◆ Problem to solve: Look through the entries below. Report each line that has the word "await" in it.

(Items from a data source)
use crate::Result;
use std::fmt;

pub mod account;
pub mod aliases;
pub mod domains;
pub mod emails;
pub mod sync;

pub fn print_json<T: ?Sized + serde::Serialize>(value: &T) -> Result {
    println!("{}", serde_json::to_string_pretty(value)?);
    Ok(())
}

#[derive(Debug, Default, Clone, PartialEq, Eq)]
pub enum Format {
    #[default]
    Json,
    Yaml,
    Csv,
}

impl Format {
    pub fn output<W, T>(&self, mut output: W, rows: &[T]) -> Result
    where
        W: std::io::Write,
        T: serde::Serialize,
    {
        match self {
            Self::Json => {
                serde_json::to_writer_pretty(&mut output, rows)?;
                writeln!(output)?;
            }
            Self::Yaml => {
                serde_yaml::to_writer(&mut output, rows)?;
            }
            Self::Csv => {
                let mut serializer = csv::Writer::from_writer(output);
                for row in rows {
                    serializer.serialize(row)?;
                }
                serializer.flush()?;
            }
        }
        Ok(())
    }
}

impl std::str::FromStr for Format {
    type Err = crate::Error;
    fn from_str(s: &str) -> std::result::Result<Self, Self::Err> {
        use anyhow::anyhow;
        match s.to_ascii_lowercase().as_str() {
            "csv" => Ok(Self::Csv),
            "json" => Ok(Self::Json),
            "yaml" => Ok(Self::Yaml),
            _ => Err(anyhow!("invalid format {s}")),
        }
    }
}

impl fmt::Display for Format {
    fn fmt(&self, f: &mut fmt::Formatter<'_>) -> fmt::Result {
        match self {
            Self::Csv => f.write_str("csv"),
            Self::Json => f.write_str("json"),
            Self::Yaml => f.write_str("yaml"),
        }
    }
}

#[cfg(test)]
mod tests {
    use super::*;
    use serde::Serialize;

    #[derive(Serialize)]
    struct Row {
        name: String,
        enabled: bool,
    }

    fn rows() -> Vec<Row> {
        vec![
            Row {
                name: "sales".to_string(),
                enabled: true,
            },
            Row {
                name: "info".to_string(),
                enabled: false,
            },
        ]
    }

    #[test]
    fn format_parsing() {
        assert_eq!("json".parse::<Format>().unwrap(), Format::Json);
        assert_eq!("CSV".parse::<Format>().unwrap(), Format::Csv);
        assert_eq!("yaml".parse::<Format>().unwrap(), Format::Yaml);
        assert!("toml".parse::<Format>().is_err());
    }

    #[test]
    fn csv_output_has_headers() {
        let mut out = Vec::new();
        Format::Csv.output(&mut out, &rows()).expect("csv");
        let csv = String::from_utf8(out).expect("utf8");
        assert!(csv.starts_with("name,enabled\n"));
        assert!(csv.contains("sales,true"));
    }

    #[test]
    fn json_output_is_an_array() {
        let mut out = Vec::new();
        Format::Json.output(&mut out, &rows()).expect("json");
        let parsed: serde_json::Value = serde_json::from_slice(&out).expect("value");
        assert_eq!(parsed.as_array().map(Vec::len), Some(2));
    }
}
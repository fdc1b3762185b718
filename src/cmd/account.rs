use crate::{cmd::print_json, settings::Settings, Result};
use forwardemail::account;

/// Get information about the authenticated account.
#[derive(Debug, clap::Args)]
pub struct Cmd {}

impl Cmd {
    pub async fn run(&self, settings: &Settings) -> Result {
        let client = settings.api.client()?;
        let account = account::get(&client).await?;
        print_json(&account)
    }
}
---
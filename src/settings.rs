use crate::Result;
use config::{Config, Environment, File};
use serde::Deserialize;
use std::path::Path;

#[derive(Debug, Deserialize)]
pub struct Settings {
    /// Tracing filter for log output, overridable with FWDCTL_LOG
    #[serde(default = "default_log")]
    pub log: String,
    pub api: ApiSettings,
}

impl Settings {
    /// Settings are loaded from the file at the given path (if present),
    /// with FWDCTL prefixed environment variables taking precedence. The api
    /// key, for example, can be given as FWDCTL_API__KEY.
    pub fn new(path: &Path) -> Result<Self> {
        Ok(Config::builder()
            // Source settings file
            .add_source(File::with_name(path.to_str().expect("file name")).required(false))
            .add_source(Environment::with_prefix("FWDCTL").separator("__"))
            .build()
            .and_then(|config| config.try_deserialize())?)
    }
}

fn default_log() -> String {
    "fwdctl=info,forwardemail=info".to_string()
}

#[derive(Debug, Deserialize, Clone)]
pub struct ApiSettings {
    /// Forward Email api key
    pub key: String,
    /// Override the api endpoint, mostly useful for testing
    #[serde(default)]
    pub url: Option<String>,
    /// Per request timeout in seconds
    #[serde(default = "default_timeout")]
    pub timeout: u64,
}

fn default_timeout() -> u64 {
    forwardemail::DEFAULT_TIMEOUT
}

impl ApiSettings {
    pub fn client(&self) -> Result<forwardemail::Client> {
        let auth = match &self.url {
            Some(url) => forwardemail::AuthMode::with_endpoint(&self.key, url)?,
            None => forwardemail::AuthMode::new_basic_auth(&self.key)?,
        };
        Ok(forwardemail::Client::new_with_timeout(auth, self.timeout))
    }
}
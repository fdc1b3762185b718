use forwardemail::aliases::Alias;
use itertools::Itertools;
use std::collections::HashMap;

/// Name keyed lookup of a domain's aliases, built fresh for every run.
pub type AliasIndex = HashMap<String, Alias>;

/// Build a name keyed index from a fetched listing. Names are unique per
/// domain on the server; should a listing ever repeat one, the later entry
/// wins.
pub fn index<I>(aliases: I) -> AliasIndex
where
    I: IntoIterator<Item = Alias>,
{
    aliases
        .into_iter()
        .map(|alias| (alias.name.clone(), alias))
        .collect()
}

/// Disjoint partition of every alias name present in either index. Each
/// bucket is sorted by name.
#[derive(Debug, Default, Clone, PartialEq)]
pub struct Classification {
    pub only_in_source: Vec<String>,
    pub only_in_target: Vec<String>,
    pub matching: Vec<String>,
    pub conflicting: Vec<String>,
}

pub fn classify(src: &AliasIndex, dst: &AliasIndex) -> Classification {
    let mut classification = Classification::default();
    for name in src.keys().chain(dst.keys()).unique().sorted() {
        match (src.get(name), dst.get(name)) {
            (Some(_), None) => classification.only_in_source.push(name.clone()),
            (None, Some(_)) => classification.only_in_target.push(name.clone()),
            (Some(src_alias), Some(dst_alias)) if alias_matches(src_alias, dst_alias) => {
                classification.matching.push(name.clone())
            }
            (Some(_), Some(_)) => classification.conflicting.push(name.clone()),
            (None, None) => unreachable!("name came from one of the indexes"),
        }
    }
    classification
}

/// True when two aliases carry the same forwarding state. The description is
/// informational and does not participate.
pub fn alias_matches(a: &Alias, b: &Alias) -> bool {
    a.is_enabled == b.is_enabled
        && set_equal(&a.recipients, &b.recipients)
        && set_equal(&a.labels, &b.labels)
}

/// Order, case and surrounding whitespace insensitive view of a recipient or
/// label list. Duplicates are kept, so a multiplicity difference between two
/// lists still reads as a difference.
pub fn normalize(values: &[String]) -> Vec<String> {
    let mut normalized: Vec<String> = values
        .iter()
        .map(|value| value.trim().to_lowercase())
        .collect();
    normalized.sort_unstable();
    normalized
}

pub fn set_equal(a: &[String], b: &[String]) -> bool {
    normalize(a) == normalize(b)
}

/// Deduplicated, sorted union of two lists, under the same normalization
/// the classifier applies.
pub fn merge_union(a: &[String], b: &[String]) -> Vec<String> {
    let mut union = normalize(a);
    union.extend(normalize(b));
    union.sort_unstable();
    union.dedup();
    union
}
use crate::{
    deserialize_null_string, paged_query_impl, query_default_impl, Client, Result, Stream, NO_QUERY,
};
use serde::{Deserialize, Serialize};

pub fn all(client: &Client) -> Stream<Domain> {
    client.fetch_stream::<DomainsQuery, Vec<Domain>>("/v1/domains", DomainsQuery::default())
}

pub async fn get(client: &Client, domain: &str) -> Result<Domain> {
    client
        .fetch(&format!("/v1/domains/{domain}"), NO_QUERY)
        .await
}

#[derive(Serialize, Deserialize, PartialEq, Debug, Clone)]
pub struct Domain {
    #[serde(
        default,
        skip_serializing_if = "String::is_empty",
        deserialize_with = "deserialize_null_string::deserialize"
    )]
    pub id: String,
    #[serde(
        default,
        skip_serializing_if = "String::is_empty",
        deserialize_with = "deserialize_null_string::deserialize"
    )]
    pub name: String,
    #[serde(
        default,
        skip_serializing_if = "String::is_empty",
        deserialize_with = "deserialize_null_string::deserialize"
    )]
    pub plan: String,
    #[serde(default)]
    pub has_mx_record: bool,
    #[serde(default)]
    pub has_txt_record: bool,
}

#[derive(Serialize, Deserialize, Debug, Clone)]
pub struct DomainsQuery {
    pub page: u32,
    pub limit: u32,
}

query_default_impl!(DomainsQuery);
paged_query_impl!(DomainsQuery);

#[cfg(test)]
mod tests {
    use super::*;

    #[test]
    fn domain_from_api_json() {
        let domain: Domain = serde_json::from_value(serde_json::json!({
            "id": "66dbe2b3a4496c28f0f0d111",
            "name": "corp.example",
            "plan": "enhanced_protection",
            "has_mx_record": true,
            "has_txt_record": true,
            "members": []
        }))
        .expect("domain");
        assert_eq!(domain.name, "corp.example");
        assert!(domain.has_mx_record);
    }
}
--
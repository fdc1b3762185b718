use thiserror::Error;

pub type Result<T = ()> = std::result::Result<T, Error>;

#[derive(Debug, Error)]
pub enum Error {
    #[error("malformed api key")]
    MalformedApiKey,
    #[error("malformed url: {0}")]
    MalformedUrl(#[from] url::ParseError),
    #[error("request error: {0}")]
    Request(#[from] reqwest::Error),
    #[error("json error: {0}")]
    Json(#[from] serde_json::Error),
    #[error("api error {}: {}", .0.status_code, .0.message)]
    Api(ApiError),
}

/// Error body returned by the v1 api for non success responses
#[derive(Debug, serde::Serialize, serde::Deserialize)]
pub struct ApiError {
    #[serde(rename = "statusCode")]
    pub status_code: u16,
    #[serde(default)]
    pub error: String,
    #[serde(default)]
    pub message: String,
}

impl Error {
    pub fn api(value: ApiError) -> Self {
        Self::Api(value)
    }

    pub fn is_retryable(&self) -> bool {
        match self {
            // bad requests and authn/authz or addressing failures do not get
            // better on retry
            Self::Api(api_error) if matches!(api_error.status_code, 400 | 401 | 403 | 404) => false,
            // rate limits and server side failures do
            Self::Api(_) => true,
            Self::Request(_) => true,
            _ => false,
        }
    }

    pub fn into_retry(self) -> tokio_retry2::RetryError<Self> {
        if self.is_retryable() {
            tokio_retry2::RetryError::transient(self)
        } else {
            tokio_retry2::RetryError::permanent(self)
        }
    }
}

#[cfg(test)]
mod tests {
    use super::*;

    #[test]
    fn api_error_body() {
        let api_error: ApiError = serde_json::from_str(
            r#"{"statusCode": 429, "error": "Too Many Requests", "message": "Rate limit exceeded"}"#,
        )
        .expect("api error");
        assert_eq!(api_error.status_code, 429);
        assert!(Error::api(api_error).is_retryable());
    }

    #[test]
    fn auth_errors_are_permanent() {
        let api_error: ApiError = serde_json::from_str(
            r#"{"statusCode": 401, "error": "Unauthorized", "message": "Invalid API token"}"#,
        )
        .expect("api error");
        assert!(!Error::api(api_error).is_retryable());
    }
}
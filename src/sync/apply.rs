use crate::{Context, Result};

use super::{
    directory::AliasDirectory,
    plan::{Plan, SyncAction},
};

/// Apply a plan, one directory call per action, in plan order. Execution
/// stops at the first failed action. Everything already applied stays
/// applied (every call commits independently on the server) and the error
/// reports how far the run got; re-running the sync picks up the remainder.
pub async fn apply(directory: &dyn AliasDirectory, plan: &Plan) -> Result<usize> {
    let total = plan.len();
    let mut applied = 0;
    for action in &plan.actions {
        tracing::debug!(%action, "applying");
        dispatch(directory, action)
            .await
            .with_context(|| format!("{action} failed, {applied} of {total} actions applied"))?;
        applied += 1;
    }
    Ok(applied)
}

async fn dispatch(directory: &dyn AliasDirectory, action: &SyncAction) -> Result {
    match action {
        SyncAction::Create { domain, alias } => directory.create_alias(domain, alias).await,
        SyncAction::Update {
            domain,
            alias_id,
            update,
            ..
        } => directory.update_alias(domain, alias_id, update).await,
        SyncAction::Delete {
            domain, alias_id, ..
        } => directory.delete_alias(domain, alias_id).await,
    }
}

◆ Written solution:
        let account = account::get(&client).await?;
        .await
            .await
        SyncAction::Create { domain, alias } => directory.create_alias(domain, alias).await,
        } => directory.update_alias(domain, alias_id, update).await,
        } => directory.delete_alias(domain, alias_id).await,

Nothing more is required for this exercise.